**What to produce:**
Examine the records and identify each line that includes the string "vector". Copy those lines.

::: Records supplied

// gpu/mod.rs — wgpu compute layer.
//
// The CPU implementation in `crate::blur` is the authoritative reference;
// the compute kernel here mirrors it term-for-term and is validated
// against it pixel-for-pixel in tests.
//
// Per-image flow:
//
//   upload u8 → R32Float texture → blur dispatch (16x16 workgroups)
//             → R32Float readback → quantize to u8 on CPU
//
// All device resources for one image (staging buffer, textures, readback
// buffer) are created inside the per-image call and dropped when it
// returns. Only the device handle and the compiled pipeline outlive an
// image.

pub mod blur;
pub mod device;
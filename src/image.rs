// image.rs — Runtime-sized grayscale image container, generic over pixel type.
//
// Memory layout: row-major, contiguous buffer with explicit stride.
//
//   data index:  0  1  2  3 [4]  5  6  7  8 [9] 10 11 12 13 [14]
//   pixel:       ■  ■  ■  ■  ·   ■  ■  ■  ■  ·   ■  ■  ■  ■  ·
//   row:         |--- row 0 ---|  |--- row 1 ---|  |--- row 2 ---|
//
// (stride = 5, width = 4: one padding element per row). Stride is measured
// in *elements*, not bytes. Padding exists so rows can start at aligned
// addresses for GPU upload; decoded images use stride == width.
//
// Two pixel types are supported:
//   u8  — decoded images and final output (8-bit intensity).
//   f32 — intermediate precision during convolution. Raw values in
//         [0, 255], NOT normalized to [0, 1].

use std::fmt;

// ---------------------------------------------------------------------------
// Pixel trait
// ---------------------------------------------------------------------------

/// Trait for types that can serve as pixel values in an [`Image`].
///
/// Bounds: `Copy` (trivially copyable), `Default` (zero value for `new`),
/// `Send + Sync + 'static` (images cross thread boundaries freely).
pub trait Pixel: Copy + Default + Send + Sync + PartialOrd + 'static {
    /// Convert to f32 as a raw value (u8 42 → 42.0, not 42/255).
    fn to_f32(self) -> f32;
}

impl Pixel for u8 {
    #[inline]
    fn to_f32(self) -> f32 {
        self as f32
    }
}

impl Pixel for f32 {
    #[inline]
    fn to_f32(self) -> f32 {
        self
    }
}

// ---------------------------------------------------------------------------
// Image<T>
// ---------------------------------------------------------------------------

/// A 2D grayscale image with runtime dimensions, generic over pixel type.
pub struct Image<T: Pixel> {
    /// Pixel data in row-major order. Length = height * stride.
    data: Vec<T>,
    width: usize,
    height: usize,
    /// Row stride in elements (not bytes). stride >= width.
    /// Pixels for row y start at index y * stride.
    stride: usize,
}

// Clone is implemented manually rather than derived to document that this
// is a deep copy of heap data, not a cheap handle copy.
impl<T: Pixel> Clone for Image<T> {
    fn clone(&self) -> Self {
        Image {
            data: self.data.clone(),
            width: self.width,
            height: self.height,
            stride: self.stride,
        }
    }
}

impl<T: Pixel> Image<T> {
    // --- Constructors ---

    /// Create a zero-initialized image. Stride equals width (no padding).
    pub fn new(width: usize, height: usize) -> Self {
        Self::new_with_stride(width, height, width)
    }

    /// Create a zero-initialized image with an explicit stride.
    ///
    /// # Panics
    /// Panics if `stride < width`.
    pub fn new_with_stride(width: usize, height: usize, stride: usize) -> Self {
        assert!(stride >= width, "stride ({stride}) must be >= width ({width})");
        Image {
            data: vec![T::default(); height * stride],
            width,
            height,
            stride,
        }
    }

    /// Create an image from an existing pixel vector with no stride padding.
    ///
    /// # Panics
    /// Panics if `data.len() != width * height`.
    pub fn from_vec(width: usize, height: usize, data: Vec<T>) -> Self {
        assert_eq!(
            data.len(),
            width * height,
            "data length ({}) must equal width * height ({})",
            data.len(),
            width * height,
        );
        Image { data, width, height, stride: width }
    }

    /// Create an image from raw data with explicit stride.
    ///
    /// # Panics
    /// Panics if `data.len() != height * stride` or `stride < width`.
    pub fn from_vec_with_stride(
        width: usize,
        height: usize,
        stride: usize,
        data: Vec<T>,
    ) -> Self {
        assert!(stride >= width, "stride ({stride}) must be >= width ({width})");
        assert_eq!(
            data.len(),
            height * stride,
            "data length ({}) must equal height * stride ({})",
            data.len(),
            height * stride,
        );
        Image { data, width, height, stride }
    }

    // --- Accessors ---

    #[inline]
    pub fn width(&self) -> usize {
        self.width
    }

    #[inline]
    pub fn height(&self) -> usize {
        self.height
    }

    #[inline]
    pub fn stride(&self) -> usize {
        self.stride
    }

    /// Get the pixel value at (x, y). x is column, y is row.
    ///
    /// # Panics
    /// Panics if (x, y) is out of bounds.
    #[inline]
    pub fn get(&self, x: usize, y: usize) -> T {
        self.bounds_check(x, y);
        self.data[y * self.stride + x]
    }

    /// Set the pixel value at (x, y).
    ///
    /// # Panics
    /// Panics if (x, y) is out of bounds.
    #[inline]
    pub fn set(&mut self, x: usize, y: usize, value: T) {
        self.bounds_check(x, y);
        self.data[y * self.stride + x] = value;
    }

    /// Get a pixel value without bounds checking.
    ///
    /// # Safety
    /// Caller must guarantee x < width and y < height. Used in the
    /// convolution inner loop where bounds are validated at loop level —
    /// the same contract a GPU work-item has after its guard check.
    #[inline(always)]
    pub unsafe fn get_unchecked(&self, x: usize, y: usize) -> T {
        debug_assert!(
            x < self.width && y < self.height,
            "get_unchecked({x},{y}) out of bounds for {}x{}",
            self.width,
            self.height
        );
        *self.data.get_unchecked(y * self.stride + x)
    }

    /// Set a pixel value without bounds checking.
    ///
    /// # Safety
    /// Caller must guarantee x < width and y < height.
    #[inline(always)]
    pub unsafe fn set_unchecked(&mut self, x: usize, y: usize, value: T) {
        debug_assert!(
            x < self.width && y < self.height,
            "set_unchecked({x},{y}) out of bounds for {}x{}",
            self.width,
            self.height
        );
        *self.data.get_unchecked_mut(y * self.stride + x) = value;
    }

    /// Raw backing slice, including any stride padding.
    #[inline]
    pub fn as_slice(&self) -> &[T] {
        &self.data
    }

    /// Copy the active pixels into a packed vector (stride padding removed).
    ///
    /// Rows are concatenated with length = width * height. If stride
    /// already equals width this is a straight clone of the buffer.
    pub fn to_packed_vec(&self) -> Vec<T> {
        if self.stride == self.width {
            return self.data.clone();
        }
        let mut out = Vec::with_capacity(self.width * self.height);
        for y in 0..self.height {
            let start = y * self.stride;
            out.extend_from_slice(&self.data[start..start + self.width]);
        }
        out
    }

    #[inline]
    fn bounds_check(&self, x: usize, y: usize) {
        assert!(
            x < self.width && y < self.height,
            "pixel ({x}, {y}) out of bounds for {}x{} image",
            self.width,
            self.height
        );
    }
}

impl<T: Pixel> fmt::Debug for Image<T> {
    fn fmt(&self, f: &mut fmt::Formatter<'_>) -> fmt::Result {
        write!(
            f,
            "Image {{ {}x{}, stride {} }}",
            self.width, self.height, self.stride
        )
    }
}

// ---------------------------------------------------------------------------
// Tests
// ---------------------------------------------------------------------------
// batch.rs — Per-directory orchestration: enumerate, decode, blur, encode.
//
// The dispatcher processes images strictly one at a time, blocking on each
// image's blur before moving to the next. Parallelism exists only inside a
// single blur invocation (across that image's pixels, on the GPU).
//
// ERROR POLICY (two tiers, applied consistently):
//   - Decode failure is LOCAL: diagnostic on stdout, image skipped, batch
//     continues. A corrupt file in the input directory must not take down
//     the run.
//   - Everything else is FATAL: an uncreatable output directory, an
//     unreadable input directory, or an encode/write failure halts the
//     batch with a `BatchError`. No retries, no partial-output cleanup.

use std::fmt;
use std::fs;
use std::io;
use std::path::{Path, PathBuf};

use crate::blur::Blur;
use crate::io::{load_grayscale, save_jpeg};

/// Input file extensions accepted by [`enumerate_images`], matched
/// case-insensitively. Anything else in the input directory is ignored
/// without a diagnostic.
pub const ACCEPTED_EXTENSIONS: [&str; 5] = ["jpg", "png", "bmp", "tiff", "tif"];

// ---------------------------------------------------------------------------
// Configuration
// ---------------------------------------------------------------------------

/// Dispatcher configuration, passed in at startup.
///
/// The defaults are the two well-known literal paths; the binary promotes
/// them to `--input-dir` / `--output-dir` flags.
#[derive(Debug, Clone)]
pub struct BatchConfig {
    /// Directory scanned for input images.
    pub input_dir: PathBuf,
    /// Directory receiving the smoothed JPEGs. Created if absent.
    pub output_dir: PathBuf,
}

impl Default for BatchConfig {
    fn default() -> Self {
        BatchConfig {
            input_dir: PathBuf::from("input_images"),
            output_dir: PathBuf::from("output_images"),
        }
    }
}

// ---------------------------------------------------------------------------
// Errors
// ---------------------------------------------------------------------------

/// Fatal dispatcher errors. Decode failures never appear here — they are
/// handled locally inside [`process_one`].
#[derive(Debug)]
pub enum BatchError {
    /// The output directory could not be created.
    CreateOutputDir { path: PathBuf, source: io::Error },
    /// The input directory could not be read.
    ReadInputDir { path: PathBuf, source: io::Error },
    /// Encoding or writing an output file failed.
    Encode { path: PathBuf, source: image::ImageError },
}

impl fmt::Display for BatchError {
    fn fmt(&self, f: &mut fmt::Formatter<'_>) -> fmt::Result {
        match self {
            BatchError::CreateOutputDir { path, source } => {
                write!(f, "cannot create output directory {}: {source}", path.display())
            }
            BatchError::ReadInputDir { path, source } => {
                write!(f, "cannot read input directory {}: {source}", path.display())
            }
            BatchError::Encode { path, source } => {
                write!(f, "cannot write {}: {source}", path.display())
            }
        }
    }
}

impl std::error::Error for BatchError {
    fn source(&self) -> Option<&(dyn std::error::Error + 'static)> {
        match self {
            BatchError::CreateOutputDir { source, .. } => Some(source),
            BatchError::ReadInputDir { source, .. } => Some(source),
            BatchError::Encode { source, .. } => Some(source),
        }
    }
}

// ---------------------------------------------------------------------------
// Operations
// ---------------------------------------------------------------------------

/// Counts reported by [`run`] after a completed batch.
#[derive(Debug, Clone, Copy, PartialEq, Eq, Default)]
pub struct BatchSummary {
    /// Images decoded, smoothed, and written successfully.
    pub processed: usize,
    /// Images skipped because they failed to decode.
    pub skipped: usize,
}

/// Create the output directory if absent. Idempotent.
pub fn ensure_output_dir(path: &Path) -> Result<(), BatchError> {
    fs::create_dir_all(path).map_err(|source| BatchError::CreateOutputDir {
        path: path.to_path_buf(),
        source,
    })
}

/// Enumerate eligible image files in `input_dir`.
///
/// Returns paths in directory-enumeration order (not sorted — the OS
/// decides). A file qualifies when its extension is in
/// [`ACCEPTED_EXTENSIONS`], compared case-insensitively; files without an
/// extension never qualify. Content is not sniffed — a text file renamed
/// to `.jpg` passes the filter here and is rejected at decode time.
pub fn enumerate_images(input_dir: &Path) -> Result<Vec<PathBuf>, BatchError> {
    let entries = fs::read_dir(input_dir).map_err(|source| BatchError::ReadInputDir {
        path: input_dir.to_path_buf(),
        source,
    })?;

    let mut files = Vec::new();
    for entry in entries {
        let entry = entry.map_err(|source| BatchError::ReadInputDir {
            path: input_dir.to_path_buf(),
            source,
        })?;
        let path = entry.path();
        if has_accepted_extension(&path) {
            files.push(path);
        }
    }
    Ok(files)
}

fn has_accepted_extension(path: &Path) -> bool {
    match path.extension().and_then(|e| e.to_str()) {
        Some(ext) => {
            let lower = ext.to_ascii_lowercase();
            ACCEPTED_EXTENSIONS.iter().any(|&a| a == lower)
        }
        None => false,
    }
}

/// Derive the output path: `<input basename without extension>.jpg` inside
/// `output_dir`. Output is always JPEG, regardless of input format —
/// a fixed policy, not configurable. Two inputs that differ only in
/// extension collide; last write wins.
pub fn output_path_for(input: &Path, output_dir: &Path) -> PathBuf {
    let stem = input
        .file_stem()
        .expect("enumerate_images only yields paths with a file name");
    let mut name = stem.to_os_string();
    name.push(".jpg");
    output_dir.join(name)
}

/// Outcome of processing a single file. Decode failures are reported here
/// rather than as errors so the batch loop can keep going.
#[derive(Debug, PartialEq, Eq)]
pub enum ProcessOutcome {
    /// Output written to the contained path.
    Written(PathBuf),
    /// Input failed to decode; nothing written.
    Skipped,
}

/// Process one image: decode, blur through `backend`, encode as JPEG.
///
/// Emits `Failed to load {path}` on decode failure (and returns
/// `Ok(Skipped)` — local, non-fatal) or `Processed: {in} -> {out}` on
/// success. Encode failures are fatal and propagate.
pub fn process_one<B: Blur>(
    backend: &B,
    path: &Path,
    output_dir: &Path,
) -> Result<ProcessOutcome, BatchError> {
    let img = match load_grayscale(path) {
        Ok(img) => img,
        Err(_) => {
            println!("Failed to load {}", path.display());
            return Ok(ProcessOutcome::Skipped);
        }
    };

    let smoothed = backend.blur(&img);

    let out_path = output_path_for(path, output_dir);
    save_jpeg(&out_path, &smoothed).map_err(|source| BatchError::Encode {
        path: out_path.clone(),
        source,
    })?;

    println!("Processed: {} -> {}", path.display(), out_path.display());
    Ok(ProcessOutcome::Written(out_path))
}

/// Run the whole batch: ensure the output directory exists, enumerate the
/// input directory once, and process every eligible file sequentially in
/// enumeration order.
pub fn run<B: Blur>(backend: &B, config: &BatchConfig) -> Result<BatchSummary, BatchError> {
    ensure_output_dir(&config.output_dir)?;
    let files = enumerate_images(&config.input_dir)?;

    let mut summary = BatchSummary::default();
    for path in &files {
        match process_one(backend, path, &config.output_dir)? {
            ProcessOutcome::Written(_) => summary.processed += 1,
            ProcessOutcome::Skipped => summary.skipped += 1,
        }
    }
    Ok(summary)
}

// ---------------------------------------------------------------------------
// Tests (pure path logic; filesystem scenarios live in tests/test_batch.rs)
// ---------------------------------------------------------------------------
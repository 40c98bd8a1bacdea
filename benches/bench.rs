use criterion::{BenchmarkId, Criterion, criterion_group, criterion_main};
use rand::{Rng, SeedableRng, rngs::StdRng, seq::SliceRandom};
use rbtree::Map;
use std::collections::BTreeMap;
use std::hint::black_box;

const SIZES: [usize; 2] = [100, 10_000];

fn rng() -> StdRng { StdRng::seed_from_u64(0x7265_6462) }

fn insert_rand(criterion: &mut Criterion) {
    let mut group = criterion.benchmark_group("insert_rand");

    for n in SIZES {
        group.bench_with_input(BenchmarkId::new("Map", n), &n, |bencher, &n| {
            let mut rng = rng();
            let mut map = Map::new();
            for _ in 0..n { let i = rng.gen_range(0..n); map.insert(i, i); }

            bencher.iter(|| {
                let k = rng.gen_range(0..n);
                map.insert(k, k);
                map.remove(&k);
            });
            black_box(map);
        });

        group.bench_with_input(BenchmarkId::new("BTreeMap", n), &n, |bencher, &n| {
            let mut rng = rng();
            let mut map = BTreeMap::new();
            for _ in 0..n { let i = rng.gen_range(0..n); map.insert(i, i); }

            bencher.iter(|| {
                let k = rng.gen_range(0..n);
                map.insert(k, k);
                map.remove(&k);
            });
            black_box(map);
        });
    }

    group.finish();
}

fn insert_seq(criterion: &mut Criterion) {
    let mut group = criterion.benchmark_group("insert_seq");

    for n in SIZES {
        group.bench_with_input(BenchmarkId::new("insert", n), &n, |bencher, &n| {
            bencher.iter(|| {
                let mut map = Map::new();
                for i in 0..n { map.insert(black_box(i), i); }
                black_box(map)
            });
        });

        group.bench_with_input(BenchmarkId::new("insert_hint_end", n), &n, |bencher, &n| {
            bencher.iter(|| {
                let mut map = Map::new();
                for i in 0..n { map.insert_hint(None, black_box(i), i); }
                black_box(map)
            });
        });
    }

    group.finish();
}

fn find_rand(criterion: &mut Criterion) {
    let mut group = criterion.benchmark_group("find_rand");

    for n in SIZES {
        group.bench_with_input(BenchmarkId::new("Map", n), &n, |bencher, &n| {
            let mut rng = rng();
            let mut keys: Vec<_> = (0..n).map(|_| rng.gen_range(0..n)).collect();
            let map: Map<_, _> = keys.iter().map(|&k| (k, k)).collect();
            keys.shuffle(&mut rng);

            let mut i = 0;
            bencher.iter(|| {
                let t = map.get(&keys[i]);
                i = (i + 1) % n;
                black_box(t);
            });
        });
    }

    group.finish();
}

fn find_seq(criterion: &mut Criterion) {
    let mut group = criterion.benchmark_group("find_seq");

    for n in SIZES {
        group.bench_with_input(BenchmarkId::new("Map", n), &n, |bencher, &n| {
            let map: Map<_, _> = (0..n).map(|i| (i, i)).collect();

            let mut i = 0;
            bencher.iter(|| {
                let x = map.get(&i);
                i = (i + 1) % n;
                black_box(x);
            });
        });
    }

    group.finish();
}

fn iter(criterion: &mut Criterion) {
    let mut group = criterion.benchmark_group("iter");

    for n in [100, 1000, 100_000] {
        let mut rng = rng();
        let map: Map<u32, u32> = (0..n).map(|_| (rng.gen(), rng.gen())).collect();

        group.bench_with_input(BenchmarkId::new("iter", n), &map, |bencher, map| {
            bencher.iter(|| for entry in map.iter() { black_box(entry); });
        });

        group.bench_with_input(BenchmarkId::new("cursor", n), &map, |bencher, map| {
            bencher.iter(|| {
                let mut cursor = map.begin();
                while let Some(entry) = cursor.get() {
                    black_box(entry);
                    cursor.move_next();
                }
            });
        });
    }

    group.finish();
}

criterion_group!(benches, insert_rand, insert_seq, find_rand, find_seq, iter);
criterion_main!(benches);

::::::

**Response to this exercise:**
    /// Create an image from an existing pixel vector with no stride padding.
    /// Copy the active pixels into a packed vector (stride padding removed).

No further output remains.